Reid Southen and I continued our experiments, and wrote a long paper about what we found, and why they may pose serious problems both for users and developers that are difficult to fix.
Interesting. Goes along the lines of what I was saying in the other comments threads from the previous 2 articles, that no matter how you try and spin it as using only links or URLs or whatever, the fact is that an image or a text is still used at the very beginning as input. How to solve this, other than getting consensus for use? We'd have to re-conceptualize what it means to digest and "use" material, or try and grant some kind of "thinking" or sentience status to AIs, such that they are free to consume copyrighted material and "think" about them and output about stuff, like we do as free human agents (that are genuinely creative) ... which is a distortion of what's really going on, which is a mechanical system created by humans as a tool.

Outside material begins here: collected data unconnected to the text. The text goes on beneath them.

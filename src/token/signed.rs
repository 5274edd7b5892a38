// SPDX-License-Identifier: AGPL-3.0-or-later
//
// Copyright (C) 2026 Relational Network

//! Signed tokens (JWS compact serialization).

use std::sync::{Arc, RwLock};

use tracing::debug;

use super::claims::{ClaimsSet, ClaimsValidator};
use super::codec::{read, write, CodecCommand, TokenCodec};
use super::error::TokenError;
use super::model::{ParsedToken, SignedToken, Token, TokenType};
use crate::jose::compact::{b64_decode, b64_encode, split};
use crate::jose::{AlgorithmRegistry, JoseHeader, Jwk, SignatureAlgorithm};

struct SignedState {
    algorithm: Arc<dyn SignatureAlgorithm>,
    key: Jwk,
}

/// JWS codec: one signing key, one active signature algorithm.
pub struct SignedTokenCodec {
    registry: Arc<AlgorithmRegistry>,
    validator: ClaimsValidator,
    state: RwLock<SignedState>,
}

impl SignedTokenCodec {
    pub fn new(
        registry: Arc<AlgorithmRegistry>,
        algorithm: &str,
        key: Jwk,
        validator: ClaimsValidator,
    ) -> Result<Self, TokenError> {
        let algorithm = registry.signature(algorithm)?;
        Ok(Self {
            registry,
            validator,
            state: RwLock::new(SignedState {
                algorithm,
                key,
            }),
        })
    }

    /// Id of the active signature algorithm.
    pub fn algorithm(&self) -> String {
        read(&self.state).algorithm.id().to_string()
    }

    pub fn set_algorithm(&self, id: &str) -> Result<(), TokenError> {
        let algorithm = self.registry.signature(id)?;
        debug!(alg = algorithm.id(), "Signature algorithm selected");
        write(&self.state).algorithm = algorithm;
        Ok(())
    }

    pub fn set_key(&self, key: Jwk) {
        write(&self.state).key = key;
    }

    fn snapshot(&self) -> (Arc<dyn SignatureAlgorithm>, Jwk) {
        let state = read(&self.state);
        (state.algorithm.clone(), state.key.clone())
    }
}

impl TokenCodec for SignedTokenCodec {
    fn token_type(&self) -> TokenType {
        TokenType::Signed
    }

    fn create(&self, claims: &ClaimsSet) -> Result<Token, TokenError> {
        let (algorithm, key) = self.snapshot();
        let payload = claims.to_payload()?;

        let header = JoseHeader::signed(algorithm.id());
        let encoded_header = header.encode().map_err(TokenError::creation)?;
        let signing_input = format!("{encoded_header}.{}", b64_encode(&payload));
        let signature = algorithm
            .sign(&key, signing_input.as_bytes())
            .map_err(TokenError::creation)?;
        let compact = format!("{signing_input}.{}", b64_encode(&signature));

        debug!(alg = algorithm.id(), "Signed token created");
        Ok(Token::Signed(SignedToken {
            header,
            payload,
            signature,
            compact,
        }))
    }

    fn load(&self, token: &str) -> Result<ParsedToken, TokenError> {
        let (algorithm, key) = self.snapshot();

        let [encoded_header, encoded_payload, encoded_signature] =
            split::<3>(token).map_err(TokenError::invalid)?;
        let header = JoseHeader::decode(encoded_header).map_err(TokenError::invalid)?;
        if header.alg != algorithm.id() {
            debug!(expected = algorithm.id(), found = %header.alg, "Rejected token algorithm");
            return Err(TokenError::Invalid);
        }

        let signature = b64_decode(encoded_signature).map_err(TokenError::invalid)?;
        let signing_input = &token[..encoded_header.len() + 1 + encoded_payload.len()];
        algorithm
            .verify(&key, signing_input.as_bytes(), &signature)
            .map_err(TokenError::invalid)?;

        // Claims are only looked at once the signature holds.
        let payload = b64_decode(encoded_payload).map_err(TokenError::invalid)?;
        let claims = ClaimsSet::from_payload(&payload)?;
        self.validator.validate(&claims)?;

        let token = Token::Signed(SignedToken {
            header,
            payload,
            signature,
            compact: token.to_string(),
        });
        Ok(ParsedToken { token, claims })
    }

    fn apply(&self, command: CodecCommand) -> Result<(), TokenError> {
        match command {
            CodecCommand::SetSignatureAlgorithm(id) => self.set_algorithm(&id),
            CodecCommand::SetSigningKey(key) => {
                self.set_key(key);
                Ok(())
            }
            other => Err(other.unsupported(TokenType::Signed)),
        }
    }
}

#[cfg(test)]
mod tests {
    use super::*;
    use crate::token::claims::{ClaimsBuilder, FixedClock, Subject};
    use crate::token::error::ClaimError;

    const NOW: i64 = 1_700_000_000;

    fn codec(alg: &str, key: Jwk) -> (SignedTokenCodec, Arc<FixedClock>) {
        let clock = Arc::new(FixedClock::new(NOW));
        let validator = ClaimsValidator::new("Shield", clock.clone());
        let codec =
            SignedTokenCodec::new(Arc::new(AlgorithmRegistry::new()), alg, key, validator).unwrap();
        (codec, clock)
    }

    fn claims(clock: Arc<FixedClock>) -> ClaimsSet {
        ClaimsBuilder::new("Shield", clock).build(Some(Subject::Id(42)), None, 3600)
    }

    #[test]
    fn create_then_load() {
        let (codec, clock) = codec("HS256", Jwk::generate_octet(32));
        let token = codec.create(&claims(clock)).unwrap().into_compact();
        assert_eq!(token.split('.').count(), 3);

        let parsed = codec.load(&token).unwrap();
        assert_eq!(parsed.claims.sub, Some(Subject::Id(42)));
        assert_eq!(parsed.header().typ.as_deref(), Some("JWT"));
    }

    #[test]
    fn loaded_token_keeps_its_compact_form() {
        let (codec, clock) = codec("ES256", Jwk::generate_ec(crate::jose::EcCurve::P256));
        let created = codec.create(&claims(clock)).unwrap();
        let parsed = codec.load(created.compact()).unwrap();
        assert_eq!(parsed.token, created);
    }

    #[test]
    fn header_algorithm_must_match_active_one() {
        let key = Jwk::generate_octet(64);
        let (hs512, clock) = codec("HS512", key.clone());
        let token = hs512.create(&claims(clock)).unwrap().into_compact();

        let (hs256, _) = codec("HS256", key);
        assert!(matches!(hs256.load(&token), Err(TokenError::Invalid)));
    }

    #[test]
    fn unsecured_token_is_rejected_by_hmac_codec() {
        let key = Jwk::generate_octet(32);
        let (none, clock) = codec("none", key.clone());
        let token = none.create(&claims(clock)).unwrap().into_compact();
        assert!(token.ends_with('.'));

        let (hs256, _) = codec("HS256", key);
        assert!(matches!(hs256.load(&token), Err(TokenError::Invalid)));
    }

    #[test]
    fn flipped_signature_byte_is_invalid() {
        let (codec, clock) = codec("HS256", Jwk::generate_octet(32));
        let token = codec.create(&claims(clock)).unwrap().into_compact();
        let [h, p, s] = split::<3>(&token).unwrap();
        let mut signature = b64_decode(s).unwrap();
        signature[5] ^= 0x01;
        let tampered = format!("{h}.{p}.{}", b64_encode(&signature));
        assert!(matches!(codec.load(&tampered), Err(TokenError::Invalid)));
    }

    #[test]
    fn expired_token_reports_claim_error() {
        let (codec, clock) = codec("HS256", Jwk::generate_octet(32));
        let token = codec.create(&claims(clock.clone())).unwrap().into_compact();
        clock.advance(3601);
        assert!(matches!(
            codec.load(&token),
            Err(TokenError::Claims(ClaimError::Expired))
        ));
    }

    #[test]
    fn set_algorithm_requires_a_signature_algorithm() {
        let (codec, _) = codec("HS256", Jwk::generate_octet(32));
        assert!(matches!(
            codec.apply(CodecCommand::SetSignatureAlgorithm("A256KW".into())),
            Err(TokenError::UnknownAlgorithm { .. })
        ));
        codec
            .apply(CodecCommand::SetSignatureAlgorithm("HS384".into()))
            .unwrap();
        assert_eq!(codec.algorithm(), "HS384");
    }

    #[test]
    fn encryption_commands_are_unknown_operations() {
        let (codec, _) = codec("HS256", Jwk::generate_octet(32));
        let err = codec
            .apply(CodecCommand::SetCompression(None))
            .unwrap_err();
        assert!(matches!(err, TokenError::UnknownOperation { operation: "set_compression", .. }));
    }

    #[test]
    fn wrong_key_type_fails_creation() {
        let (codec, clock) = codec("RS256", Jwk::generate_octet(32));
        assert!(matches!(
            codec.create(&claims(clock)),
            Err(TokenError::Creation(_))
        ));
    }
}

And this all strikes at the very core of what is at issue and what Gary writes about: what is "intelligence", and what is AI and what is the goal, how to use them (properly), and how to get there?
I imagine the journey to conscious AI would speed up if Bots are held accountable for making strategic, informed decisions. But what does it mean to hold AI accountable? More to the point I guess is that it currently appears the folks building AI are building something they know is not capable of making good, rational, ethical, reliable informed decisions. But they don't seem to care? Or are obsessed with "progress" at any cost.
I used the word “sentience” rather than “conscious” intentionally, as it is a much lower bar: sentience would apply to outward behavior we can observe, such as a body being asleep and insentient one moment, and awake and sentient the next. Whether an entity is conscious is impossible to know: all I can know is this consciousness I am. Heck I can’t even know what my girlfriend’s subjective experience is, and imagining it is, well, just imagination (as a I keep having to learn again and again…). Is an octopus sentient? Probably, given its behavior. Could a computer be? Maybe be – I’ll give it some probability when I see something worthy of the word.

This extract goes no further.